Starting with the line containing "impl Notifier for" and going on through the line containing "addr.parse()", return the lines of the data below exactly, and only those.

-*-*-

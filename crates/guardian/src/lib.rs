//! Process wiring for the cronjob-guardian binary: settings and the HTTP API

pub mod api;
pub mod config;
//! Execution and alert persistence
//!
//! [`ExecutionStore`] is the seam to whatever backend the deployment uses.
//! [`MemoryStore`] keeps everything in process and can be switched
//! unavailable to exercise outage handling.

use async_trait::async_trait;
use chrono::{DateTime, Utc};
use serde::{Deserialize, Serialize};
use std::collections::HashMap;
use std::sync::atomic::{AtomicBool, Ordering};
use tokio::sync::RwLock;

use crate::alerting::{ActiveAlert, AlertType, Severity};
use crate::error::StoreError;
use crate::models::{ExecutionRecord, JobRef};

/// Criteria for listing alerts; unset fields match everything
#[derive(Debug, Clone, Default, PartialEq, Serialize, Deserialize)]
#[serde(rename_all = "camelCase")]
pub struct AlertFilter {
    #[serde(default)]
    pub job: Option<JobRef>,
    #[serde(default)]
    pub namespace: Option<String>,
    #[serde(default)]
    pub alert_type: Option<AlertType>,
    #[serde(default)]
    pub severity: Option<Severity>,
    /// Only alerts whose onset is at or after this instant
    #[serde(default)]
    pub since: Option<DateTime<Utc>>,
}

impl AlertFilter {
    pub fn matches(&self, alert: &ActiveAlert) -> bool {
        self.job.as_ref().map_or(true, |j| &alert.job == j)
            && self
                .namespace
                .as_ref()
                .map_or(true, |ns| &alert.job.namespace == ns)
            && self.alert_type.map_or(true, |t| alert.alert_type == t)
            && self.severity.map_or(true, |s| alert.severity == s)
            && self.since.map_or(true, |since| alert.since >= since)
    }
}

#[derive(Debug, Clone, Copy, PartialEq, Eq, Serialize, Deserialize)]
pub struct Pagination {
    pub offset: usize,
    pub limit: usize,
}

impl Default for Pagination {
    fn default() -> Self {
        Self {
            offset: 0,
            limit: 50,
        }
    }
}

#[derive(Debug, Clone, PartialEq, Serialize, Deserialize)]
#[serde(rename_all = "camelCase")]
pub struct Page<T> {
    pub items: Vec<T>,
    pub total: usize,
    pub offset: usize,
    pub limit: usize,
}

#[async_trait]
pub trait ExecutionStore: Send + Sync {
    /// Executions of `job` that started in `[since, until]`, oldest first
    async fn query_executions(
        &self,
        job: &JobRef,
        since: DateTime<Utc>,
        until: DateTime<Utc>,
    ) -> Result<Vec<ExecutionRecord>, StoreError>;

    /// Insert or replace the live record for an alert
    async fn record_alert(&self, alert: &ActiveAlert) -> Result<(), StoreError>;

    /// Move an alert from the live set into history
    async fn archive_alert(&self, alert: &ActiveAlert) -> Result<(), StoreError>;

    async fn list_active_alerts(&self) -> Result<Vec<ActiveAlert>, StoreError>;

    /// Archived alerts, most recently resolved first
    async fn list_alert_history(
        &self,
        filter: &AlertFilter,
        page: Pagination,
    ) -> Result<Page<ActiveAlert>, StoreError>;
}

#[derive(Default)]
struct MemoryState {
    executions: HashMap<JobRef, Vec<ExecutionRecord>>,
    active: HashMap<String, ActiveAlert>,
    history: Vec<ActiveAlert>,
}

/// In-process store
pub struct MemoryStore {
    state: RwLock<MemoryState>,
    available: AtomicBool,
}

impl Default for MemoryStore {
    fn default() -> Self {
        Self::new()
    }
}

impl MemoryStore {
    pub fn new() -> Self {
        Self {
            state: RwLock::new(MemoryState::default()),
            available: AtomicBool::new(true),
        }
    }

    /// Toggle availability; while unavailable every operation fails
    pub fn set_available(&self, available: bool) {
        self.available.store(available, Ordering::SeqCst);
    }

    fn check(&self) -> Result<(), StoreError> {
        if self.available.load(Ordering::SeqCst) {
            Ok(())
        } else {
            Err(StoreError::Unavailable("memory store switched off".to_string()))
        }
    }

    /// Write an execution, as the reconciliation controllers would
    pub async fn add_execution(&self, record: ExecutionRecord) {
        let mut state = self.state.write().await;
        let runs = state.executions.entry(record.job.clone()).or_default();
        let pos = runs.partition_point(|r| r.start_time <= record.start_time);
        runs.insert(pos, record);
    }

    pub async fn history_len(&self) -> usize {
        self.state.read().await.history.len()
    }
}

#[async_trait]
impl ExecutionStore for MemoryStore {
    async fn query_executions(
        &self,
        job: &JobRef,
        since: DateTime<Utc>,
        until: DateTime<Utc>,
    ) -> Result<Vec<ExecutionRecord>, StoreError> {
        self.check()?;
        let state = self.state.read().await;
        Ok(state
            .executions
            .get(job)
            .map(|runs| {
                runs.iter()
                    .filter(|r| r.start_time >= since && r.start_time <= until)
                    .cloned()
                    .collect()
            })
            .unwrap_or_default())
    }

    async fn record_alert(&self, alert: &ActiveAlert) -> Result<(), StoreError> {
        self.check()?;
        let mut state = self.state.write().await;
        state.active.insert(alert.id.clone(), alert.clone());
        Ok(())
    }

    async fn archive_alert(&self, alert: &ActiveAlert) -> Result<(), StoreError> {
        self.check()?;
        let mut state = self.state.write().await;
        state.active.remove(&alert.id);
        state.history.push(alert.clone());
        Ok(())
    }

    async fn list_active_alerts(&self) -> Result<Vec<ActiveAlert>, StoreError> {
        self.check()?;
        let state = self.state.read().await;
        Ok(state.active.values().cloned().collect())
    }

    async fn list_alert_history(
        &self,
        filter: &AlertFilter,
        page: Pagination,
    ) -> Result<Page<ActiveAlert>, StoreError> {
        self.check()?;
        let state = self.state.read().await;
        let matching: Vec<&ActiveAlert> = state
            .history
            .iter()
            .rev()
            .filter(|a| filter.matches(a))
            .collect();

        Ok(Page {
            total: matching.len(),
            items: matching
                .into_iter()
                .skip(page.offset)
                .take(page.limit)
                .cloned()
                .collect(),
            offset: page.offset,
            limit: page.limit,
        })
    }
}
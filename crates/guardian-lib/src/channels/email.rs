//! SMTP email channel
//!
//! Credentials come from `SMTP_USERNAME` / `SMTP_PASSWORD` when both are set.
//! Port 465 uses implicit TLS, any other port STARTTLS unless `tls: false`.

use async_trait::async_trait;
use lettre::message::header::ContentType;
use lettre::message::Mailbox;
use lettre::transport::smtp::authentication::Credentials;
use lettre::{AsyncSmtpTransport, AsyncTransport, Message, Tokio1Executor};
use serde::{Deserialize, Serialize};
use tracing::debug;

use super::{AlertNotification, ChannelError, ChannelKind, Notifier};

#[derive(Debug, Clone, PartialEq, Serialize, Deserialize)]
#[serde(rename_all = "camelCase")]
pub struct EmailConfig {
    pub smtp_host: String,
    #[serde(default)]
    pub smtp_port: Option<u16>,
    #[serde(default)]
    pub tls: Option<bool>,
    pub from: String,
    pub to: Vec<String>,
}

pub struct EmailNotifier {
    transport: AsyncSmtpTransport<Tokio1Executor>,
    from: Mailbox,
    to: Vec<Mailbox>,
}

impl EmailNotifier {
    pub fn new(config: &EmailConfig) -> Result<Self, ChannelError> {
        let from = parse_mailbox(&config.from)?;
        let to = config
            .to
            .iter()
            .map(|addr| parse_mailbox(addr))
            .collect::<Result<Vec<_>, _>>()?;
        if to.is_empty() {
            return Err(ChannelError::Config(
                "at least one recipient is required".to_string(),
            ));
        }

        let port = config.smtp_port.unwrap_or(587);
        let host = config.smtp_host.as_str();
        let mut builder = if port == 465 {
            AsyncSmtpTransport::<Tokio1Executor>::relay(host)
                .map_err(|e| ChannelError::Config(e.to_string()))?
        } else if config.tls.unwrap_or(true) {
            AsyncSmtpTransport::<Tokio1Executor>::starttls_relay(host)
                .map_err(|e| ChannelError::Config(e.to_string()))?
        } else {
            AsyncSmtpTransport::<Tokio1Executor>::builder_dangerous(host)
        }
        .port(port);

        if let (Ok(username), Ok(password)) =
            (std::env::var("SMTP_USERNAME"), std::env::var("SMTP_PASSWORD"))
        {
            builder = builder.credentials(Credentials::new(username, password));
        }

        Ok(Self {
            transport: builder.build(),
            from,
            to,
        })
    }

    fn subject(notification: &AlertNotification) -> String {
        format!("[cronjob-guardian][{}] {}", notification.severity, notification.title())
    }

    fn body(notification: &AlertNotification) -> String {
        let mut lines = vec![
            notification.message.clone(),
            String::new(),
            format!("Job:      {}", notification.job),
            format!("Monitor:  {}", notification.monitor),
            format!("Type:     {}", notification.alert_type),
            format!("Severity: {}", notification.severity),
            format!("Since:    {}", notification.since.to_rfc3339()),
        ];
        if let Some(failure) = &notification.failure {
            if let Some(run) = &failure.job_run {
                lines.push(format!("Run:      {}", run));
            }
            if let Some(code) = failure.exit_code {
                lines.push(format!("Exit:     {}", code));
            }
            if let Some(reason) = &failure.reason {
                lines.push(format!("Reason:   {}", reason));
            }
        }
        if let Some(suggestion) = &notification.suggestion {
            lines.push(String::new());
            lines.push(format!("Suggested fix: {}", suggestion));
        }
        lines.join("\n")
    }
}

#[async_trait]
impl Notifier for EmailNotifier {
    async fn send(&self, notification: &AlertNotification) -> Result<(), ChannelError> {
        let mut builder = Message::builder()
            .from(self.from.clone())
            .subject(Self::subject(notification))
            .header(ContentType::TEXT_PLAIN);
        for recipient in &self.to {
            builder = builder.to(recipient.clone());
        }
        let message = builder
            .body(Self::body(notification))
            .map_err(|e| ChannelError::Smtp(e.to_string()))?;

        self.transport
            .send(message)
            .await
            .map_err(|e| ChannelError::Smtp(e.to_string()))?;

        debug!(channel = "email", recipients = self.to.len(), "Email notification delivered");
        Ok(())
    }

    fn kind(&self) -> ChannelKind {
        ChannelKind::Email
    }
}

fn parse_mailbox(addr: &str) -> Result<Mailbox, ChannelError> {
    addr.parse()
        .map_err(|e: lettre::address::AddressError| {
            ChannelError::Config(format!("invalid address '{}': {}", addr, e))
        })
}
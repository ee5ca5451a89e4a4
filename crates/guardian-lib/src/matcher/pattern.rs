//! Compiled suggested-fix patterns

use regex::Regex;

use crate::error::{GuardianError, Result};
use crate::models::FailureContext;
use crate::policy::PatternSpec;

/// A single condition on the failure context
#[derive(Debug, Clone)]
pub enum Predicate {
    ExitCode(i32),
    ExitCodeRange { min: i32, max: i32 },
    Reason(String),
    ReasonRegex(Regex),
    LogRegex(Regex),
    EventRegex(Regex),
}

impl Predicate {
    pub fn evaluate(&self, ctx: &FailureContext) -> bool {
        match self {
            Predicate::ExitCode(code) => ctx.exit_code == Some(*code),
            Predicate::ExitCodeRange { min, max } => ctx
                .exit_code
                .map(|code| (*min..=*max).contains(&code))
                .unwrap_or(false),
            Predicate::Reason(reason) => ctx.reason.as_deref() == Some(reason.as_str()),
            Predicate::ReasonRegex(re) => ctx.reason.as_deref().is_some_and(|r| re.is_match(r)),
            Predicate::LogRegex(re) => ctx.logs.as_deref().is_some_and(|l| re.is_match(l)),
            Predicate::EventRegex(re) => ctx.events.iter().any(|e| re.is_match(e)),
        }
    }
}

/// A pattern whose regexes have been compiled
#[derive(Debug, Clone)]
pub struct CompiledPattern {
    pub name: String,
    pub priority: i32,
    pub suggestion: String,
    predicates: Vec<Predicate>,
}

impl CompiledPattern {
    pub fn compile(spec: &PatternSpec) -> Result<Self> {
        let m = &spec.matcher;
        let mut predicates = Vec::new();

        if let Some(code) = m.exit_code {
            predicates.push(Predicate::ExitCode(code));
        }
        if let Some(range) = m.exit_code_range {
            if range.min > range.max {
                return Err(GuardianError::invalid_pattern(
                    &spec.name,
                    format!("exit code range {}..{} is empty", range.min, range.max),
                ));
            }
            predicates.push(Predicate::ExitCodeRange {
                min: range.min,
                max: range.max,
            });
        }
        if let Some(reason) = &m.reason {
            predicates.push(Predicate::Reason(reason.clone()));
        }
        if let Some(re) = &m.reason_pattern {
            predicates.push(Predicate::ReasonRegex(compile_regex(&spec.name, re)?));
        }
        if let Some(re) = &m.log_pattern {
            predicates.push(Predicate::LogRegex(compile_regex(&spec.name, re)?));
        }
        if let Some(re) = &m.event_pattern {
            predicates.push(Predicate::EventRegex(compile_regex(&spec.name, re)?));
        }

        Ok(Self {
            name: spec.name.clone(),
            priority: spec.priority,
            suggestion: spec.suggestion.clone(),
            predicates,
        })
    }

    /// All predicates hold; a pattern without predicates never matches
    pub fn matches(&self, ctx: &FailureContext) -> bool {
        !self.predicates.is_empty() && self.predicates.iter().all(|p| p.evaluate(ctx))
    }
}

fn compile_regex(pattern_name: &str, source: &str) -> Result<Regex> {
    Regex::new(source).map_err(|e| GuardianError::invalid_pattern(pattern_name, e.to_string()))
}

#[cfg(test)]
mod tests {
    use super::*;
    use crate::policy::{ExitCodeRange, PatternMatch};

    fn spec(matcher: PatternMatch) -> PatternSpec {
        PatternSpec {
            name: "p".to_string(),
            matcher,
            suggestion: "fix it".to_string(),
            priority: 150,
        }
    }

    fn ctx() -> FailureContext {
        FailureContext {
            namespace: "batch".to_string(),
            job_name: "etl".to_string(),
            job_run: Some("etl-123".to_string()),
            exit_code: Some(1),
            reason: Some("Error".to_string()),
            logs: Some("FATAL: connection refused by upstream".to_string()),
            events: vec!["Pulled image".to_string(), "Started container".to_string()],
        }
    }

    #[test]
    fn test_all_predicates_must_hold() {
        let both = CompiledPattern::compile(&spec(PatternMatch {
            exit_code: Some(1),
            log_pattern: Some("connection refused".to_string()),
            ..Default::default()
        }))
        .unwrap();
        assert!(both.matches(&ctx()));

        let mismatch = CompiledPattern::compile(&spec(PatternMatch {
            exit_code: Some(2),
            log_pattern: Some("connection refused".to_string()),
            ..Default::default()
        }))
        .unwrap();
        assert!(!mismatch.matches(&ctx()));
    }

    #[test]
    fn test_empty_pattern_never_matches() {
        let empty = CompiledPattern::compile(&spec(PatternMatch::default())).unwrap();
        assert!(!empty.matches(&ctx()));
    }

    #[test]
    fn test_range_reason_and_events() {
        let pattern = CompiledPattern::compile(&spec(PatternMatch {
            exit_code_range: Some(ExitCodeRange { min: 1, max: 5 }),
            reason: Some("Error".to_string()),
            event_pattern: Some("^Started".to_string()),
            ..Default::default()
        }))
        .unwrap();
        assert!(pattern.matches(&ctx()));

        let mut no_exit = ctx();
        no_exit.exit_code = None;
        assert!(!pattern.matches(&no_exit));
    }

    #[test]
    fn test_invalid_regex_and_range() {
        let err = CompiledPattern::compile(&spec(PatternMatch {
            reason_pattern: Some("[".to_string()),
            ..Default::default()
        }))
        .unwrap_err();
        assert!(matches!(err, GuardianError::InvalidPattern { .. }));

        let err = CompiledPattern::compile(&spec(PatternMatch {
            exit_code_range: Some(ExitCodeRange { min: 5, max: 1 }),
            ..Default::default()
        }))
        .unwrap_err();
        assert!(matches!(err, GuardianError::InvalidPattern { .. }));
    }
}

-*-*-

Response:
impl Notifier for EmailNotifier {
    async fn send(&self, notification: &AlertNotification) -> Result<(), ChannelError> {
        let mut builder = Message::builder()
            .from(self.from.clone())
            .subject(Self::subject(notification))
            .header(ContentType::TEXT_PLAIN);
        for recipient in &self.to {
            builder = builder.to(recipient.clone());
        }
        let message = builder
            .body(Self::body(notification))
            .map_err(|e| ChannelError::Smtp(e.to_string()))?;

        self.transport
            .send(message)
            .await
            .map_err(|e| ChannelError::Smtp(e.to_string()))?;

        debug!(channel = "email", recipients = self.to.len(), "Email notification delivered");
        Ok(())
    }

    fn kind(&self) -> ChannelKind {
        ChannelKind::Email
    }
}

fn parse_mailbox(addr: &str) -> Result<Mailbox, ChannelError> {
    addr.parse()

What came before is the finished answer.